Alfred Chestnut, Ransom Watkins, and Andrew Stewart
© Twitter/Baltimore City State's Attorney OfficeAlfred Chestnut, Ransom Watkins, and Andrew Stewart
Three teenagers from Baltimore, wrongfully convicted of killing a school student in cold blood, have been exonerated after spending more than three decades of their lives in jail.

Childhood friends Alfred Chestnut, Ransom Watkins, and Andrew Stewart were arrested in 1983, when they were 16, and subsequently convicted of gunning down a 14-year-old student at Harlem Park Junior High School in Baltimore, Maryland. Authorities said at the time that the boy was shot in the neck with a 22-caliber handgun in an attempt to steal a fancy jacket he was wearing.

The men have always insisted they were innocent. Nevertheless, they spent 36 years behind bars... until they were exonerated in court on Monday. Their release became possible after Chestnut successfully filed a request to gain access to sealed court records last year, and the state prosecutor's office launched a review of the case.


The prosecutors discovered that during the original investigation several witnesses told the court that the murder was actually committed by a different student, a man who would eventually die in 2002. Moreover, four juvenile witnesses, who identified Chestnut, Watkins, and Stewart as the killers, failed multiple times to identify them in photo arrays before the trial.

It was also found that their testimonies may have been made under pressure from police and had been recanted. The witnesses said police officers questioned them without their parents being present.
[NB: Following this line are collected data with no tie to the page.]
//! Damage dealt to bots.
use tracing::debug;

use crate::ai::TickContext;
use crate::ai::animation::start_gethit;
use crate::config::SimConfig;
use crate::env::{DroidSpec, DroidType, Faction};
use crate::events::{Killer, SimEvent, SoundKind};
use crate::state::{Bot, BotFlags};

use super::blood::spray_blood;
use super::group::group_turn_hostile;
use super::kill::kill_bot;

/// One blow against a bot.
#[derive(Clone, Copy, Debug, PartialEq)]
pub struct Hit {
    pub amount: f32,
    /// Whether killing the victim may award the player experience.
    pub grant_xp: bool,
    pub killer: Killer,
    /// Dealt by the player; turns the victim's group hostile.
    pub by_player: bool,
}

impl Hit {
    pub fn by_player(amount: f32) -> Self {
        Self {
            amount,
            grant_xp: true,
            killer: Killer::Player,
            by_player: true,
        }
    }

    pub fn by_bot(amount: f32, kind: DroidType) -> Self {
        Self {
            amount,
            grant_xp: false,
            killer: Killer::Bot(kind),
            by_player: false,
        }
    }

    /// Poison, traps and other damage nobody is credited for.
    pub fn environmental(amount: f32) -> Self {
        Self {
            amount,
            grant_xp: false,
            killer: Killer::Unknown,
            by_player: false,
        }
    }
}

#[derive(Clone, Copy, Debug, PartialEq, Eq)]
pub enum HitOutcome {
    /// The victim was already dead.
    Ignored,
    Wounded,
    Killed,
}

/// Applies `hit` to `victim`, the only way bots lose energy.
///
/// Hits of at least [`SimConfig::HIT_STUN_RATIO`] of the maximum energy
/// stun the victim for its recovery time. A victim whose energy drops to
/// zero or below is killed exactly once; later hits are ignored.
pub fn apply_hit(
    ctx: &mut TickContext<'_>,
    victim: &mut Bot,
    spec: &DroidSpec,
    hit: Hit,
) -> HitOutcome {
    if !victim.is_alive() {
        return HitOutcome::Ignored;
    }
    let grant_xp = hit.grant_xp && !victim.is_friendly();

    if hit.by_player && !victim.flags.contains(BotFlags::TAKEN_OVER) {
        victim.faction = Faction::Hostile;
        group_turn_hostile(ctx.bots, victim.marker);
    }

    if spec.max_energy > 0.0 && hit.amount / spec.max_energy >= SimConfig::HIT_STUN_RATIO {
        victim.firewait = victim.firewait.max(spec.recover_time_after_hit);
        start_gethit(victim, &spec.animation);
    }

    victim.energy -= hit.amount;
    debug!(bot = %victim.id, amount = hit.amount, energy = victim.energy, "hit");
    if victim.energy <= 0.0 {
        kill_bot(ctx, victim, spec, hit.killer, grant_xp);
        return HitOutcome::Killed;
    }

    if hit.amount > 1.0 && ctx.rng.random_int(SimConfig::BLOOD_ON_HIT_CHANCE) == 0 {
        spray_blood(ctx, victim, spec);
    }
    ctx.emit(SimEvent::Sound {
        kind: SoundKind::GotHit,
        droid: victim.kind,
    });
    HitOutcome::Wounded
}
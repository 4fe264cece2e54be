//! Planar geometry shared by the collision engine and the bot state machine.
//!
//! Coordinates are continuous tile units inside one level. A [`Gps`] adds the
//! level index; positions expressed in another level's frame are produced by
//! [`crate::colldet::update_virtual_position`].
use core::fmt;
use core::ops::{Add, AddAssign, Mul, Sub};

use crate::config::SimConfig;

/// Index of a level inside the ship.
#[derive(Clone, Copy, Debug, PartialEq, Eq, PartialOrd, Ord, Hash, Default)]
#[cfg_attr(feature = "serde", derive(serde::Serialize, serde::Deserialize))]
pub struct LevelId(pub u16);

impl LevelId {
    #[inline]
    pub const fn index(self) -> usize {
        self.0 as usize
    }
}

impl fmt::Display for LevelId {
    fn fmt(&self, f: &mut fmt::Formatter<'_>) -> fmt::Result {
        write!(f, "L{}", self.0)
    }
}

/// Continuous in-level position (also used as a 2D vector).
#[derive(Clone, Copy, Debug, PartialEq, Default)]
#[cfg_attr(feature = "serde", derive(serde::Serialize, serde::Deserialize))]
pub struct Point {
    pub x: f32,
    pub y: f32,
}

impl Point {
    pub const ORIGIN: Self = Self { x: 0.0, y: 0.0 };

    pub const fn new(x: f32, y: f32) -> Self {
        Self { x, y }
    }

    /// Centre of the tile at integer coordinates `(x, y)`.
    pub fn tile_center(x: i32, y: i32) -> Self {
        Self::new(x as f32 + 0.5, y as f32 + 0.5)
    }

    #[inline]
    pub fn sq_distance(self, other: Point) -> f32 {
        let dx = self.x - other.x;
        let dy = self.y - other.y;
        dx * dx + dy * dy
    }

    #[inline]
    pub fn distance(self, other: Point) -> f32 {
        self.sq_distance(other).sqrt()
    }

    #[inline]
    pub fn sq_length(self) -> f32 {
        self.x * self.x + self.y * self.y
    }

    #[inline]
    pub fn length(self) -> f32 {
        self.sq_length().sqrt()
    }

    /// Rotates the vector clockwise (screen convention) by `degrees`.
    pub fn rotated(self, degrees: f32) -> Self {
        let (sin, cos) = degrees.to_radians().sin_cos();
        Self {
            x: sin * self.y + cos * self.x,
            y: cos * self.y - sin * self.x,
        }
    }

    pub fn with_level(self, z: LevelId) -> Gps {
        Gps::new(self.x, self.y, z)
    }
}

impl Add for Point {
    type Output = Point;
    fn add(self, rhs: Point) -> Point {
        Point::new(self.x + rhs.x, self.y + rhs.y)
    }
}

impl AddAssign for Point {
    fn add_assign(&mut self, rhs: Point) {
        self.x += rhs.x;
        self.y += rhs.y;
    }
}

impl Sub for Point {
    type Output = Point;
    fn sub(self, rhs: Point) -> Point {
        Point::new(self.x - rhs.x, self.y - rhs.y)
    }
}

impl Mul<f32> for Point {
    type Output = Point;
    fn mul(self, rhs: f32) -> Point {
        Point::new(self.x * rhs, self.y * rhs)
    }
}

/// Position on a specific level.
#[derive(Clone, Copy, Debug, PartialEq, Default)]
#[cfg_attr(feature = "serde", derive(serde::Serialize, serde::Deserialize))]
pub struct Gps {
    pub x: f32,
    pub y: f32,
    pub z: LevelId,
}

impl Gps {
    pub const fn new(x: f32, y: f32, z: LevelId) -> Self {
        Self { x, y, z }
    }

    #[inline]
    pub const fn point(self) -> Point {
        Point::new(self.x, self.y)
    }

    pub fn with_point(self, p: Point) -> Self {
        Self::new(p.x, p.y, self.z)
    }
}

impl fmt::Display for Gps {
    fn fmt(&self, f: &mut fmt::Formatter<'_>) -> fmt::Result {
        write!(f, "{:.2}/{:.2}@{}", self.x, self.y, self.z)
    }
}

bitflags::bitflags! {
    /// Where a point lies relative to a [`Rect`]; empty means inside.
    #[derive(Clone, Copy, Debug, PartialEq, Eq, Hash, Default)]
    pub struct OutCode: u8 {
        const LEFT  = 1 << 0;
        const RIGHT = 1 << 1;
        const UP    = 1 << 2;
        const DOWN  = 1 << 3;
    }
}

/// Axis-aligned rectangle in level coordinates.
#[derive(Clone, Copy, Debug, PartialEq)]
pub struct Rect {
    pub min: Point,
    pub max: Point,
}

impl Rect {
    pub const fn new(min: Point, max: Point) -> Self {
        Self { min, max }
    }

    /// Grows the rectangle outward by `margin` on every side.
    #[must_use]
    pub fn inflated(self, margin: f32) -> Self {
        Self {
            min: Point::new(self.min.x - margin, self.min.y - margin),
            max: Point::new(self.max.x + margin, self.max.y + margin),
        }
    }

    /// Classifies `p` against the rectangle. Points on an edge count as
    /// outside, so only strictly interior points yield an empty code.
    pub fn outcode(&self, p: Point) -> OutCode {
        let mut code = OutCode::empty();
        if p.x <= self.min.x {
            code |= OutCode::LEFT;
        } else if p.x >= self.max.x {
            code |= OutCode::RIGHT;
        }
        if p.y <= self.min.y {
            code |= OutCode::DOWN;
        } else if p.y >= self.max.y {
            code |= OutCode::UP;
        }
        code
    }

    #[inline]
    pub fn contains_strict(&self, p: Point) -> bool {
        p.x > self.min.x && p.x < self.max.x && p.y > self.min.y && p.y < self.max.y
    }

    /// Whether the segment `[p1, p2]` touches the interior of the rectangle.
    ///
    /// Trivial accept/reject comes from the outcodes; the ambiguous case tests
    /// whether all four corners lie in the same half-plane of the line.
    pub fn intersects_segment(&self, p1: Point, p2: Point) -> bool {
        let c1 = self.outcode(p1);
        let c2 = self.outcode(p2);
        if c1.intersects(c2) {
            return false;
        }
        if c1.is_empty() || c2.is_empty() {
            return true;
        }
        if p1 == p2 {
            return false;
        }

        // a*x + b*y + c = 0 through p1 and p2
        let a = -(p1.y - p2.y);
        let b = p1.x - p2.x;
        let c = p2.x * p1.y - p2.y * p1.x;
        let side = |x: f32, y: f32| a * x + b * y + c > 0.0;

        let first = side(self.min.x, self.min.y);
        first != side(self.max.x, self.min.y)
            || first != side(self.max.x, self.max.y)
            || first != side(self.min.x, self.max.y)
    }

    /// Inclusive integer tile range `(x0, y0, x1, y1)` overlapped by the rectangle.
    pub fn tile_span(&self) -> (i32, i32, i32, i32) {
        (
            self.min.x.floor() as i32,
            self.min.y.floor() as i32,
            self.max.x.floor() as i32,
            self.max.y.floor() as i32,
        )
    }
}

/// Approximate `1 / sqrt(v)`: bit-level initial guess plus one Newton-Raphson pass.
#[inline]
pub fn fast_inverse_sqrt(v: f32) -> f32 {
    const MAGIC: u32 = 0x5f37_59df;
    let half = v * 0.5;
    let guess = f32::from_bits(MAGIC.wrapping_sub(v.to_bits() >> 1));
    guess * (1.5 - half * guess * guess)
}

/// Moves `target` so that `origin -> target` has unit length.
///
/// Returns `None` for a degenerate vector (squared length within
/// [`SimConfig::NORMALIZE_EPSILON`] of zero); the caller keeps its point.
pub fn normalize_towards(origin: Point, target: Point) -> Option<Point> {
    let len2 = origin.sq_distance(target);
    if len2 == 1.0 {
        return Some(target);
    }
    if len2.abs() < SimConfig::NORMALIZE_EPSILON {
        return None;
    }
    let inv = fast_inverse_sqrt(len2);
    Some(Point::new(
        origin.x + (target.x - origin.x) * inv,
        origin.y + (target.y - origin.y) * inv,
    ))
}

/// Squared distance from `p` to the segment `[p1, p2]`.
///
/// `p2n` is `p2` moved by [`normalize_towards`] from `p1`; it lets the
/// perpendicular case use the cross product without a square root.
pub fn point_segment_sq_distance(p1: Point, p2: Point, p2n: Point, p: Point) -> f32 {
    let dot = (p2.x - p1.x) * (p.x - p1.x) + (p2.y - p1.y) * (p.y - p1.y);
    let seg_len2 = p1.sq_distance(p2);

    if dot > 0.0 && dot < seg_len2 {
        let cross = (p1.y - p2n.y) * p.x + (p2n.x - p1.x) * p.y + (p1.x * p2n.y - p2n.x * p1.y);
        cross * cross
    } else if dot <= 0.0 {
        p.sq_distance(p1)
    } else {
        p.sq_distance(p2)
    }
}

/// Screen bearing from `from` towards `to` (0° faces down, clockwise offsets),
/// folded into `(-180, 180]`.
pub fn bearing_to(from: Point, to: Point) -> f32 {
    let mut angle = (-(to.y - from.y)).atan2(to.x - from.x).to_degrees() + 90.0;
    if angle > 180.0 {
        angle -= 360.0;
    }
    angle
}

/// Folds an angle difference into `(-180, 180]`.
#[inline]
pub fn wrap_angle_delta(mut delta: f32) -> f32 {
    if delta > 180.0 {
        delta -= 360.0;
    }
    if delta <= -180.0 {
        delta += 360.0;
    }
    delta
}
"You, you and you, should never have seen the inside of a jail cell. So, on behalf of this system I apologize to you and your family," state's attorney for Baltimore City Marilyn Mosby told the men, now in their 50s, in court.


The three friends, who have finally regained their freedom, thanked their loved ones and everyone who had helped them to fight for justice.

"I've been always dreaming of this day," Chestnut told reporters.

"I sat on my bunk when I got the information and I cried," said Stewart. "My journey is just beginning because I have to learn how to live right now."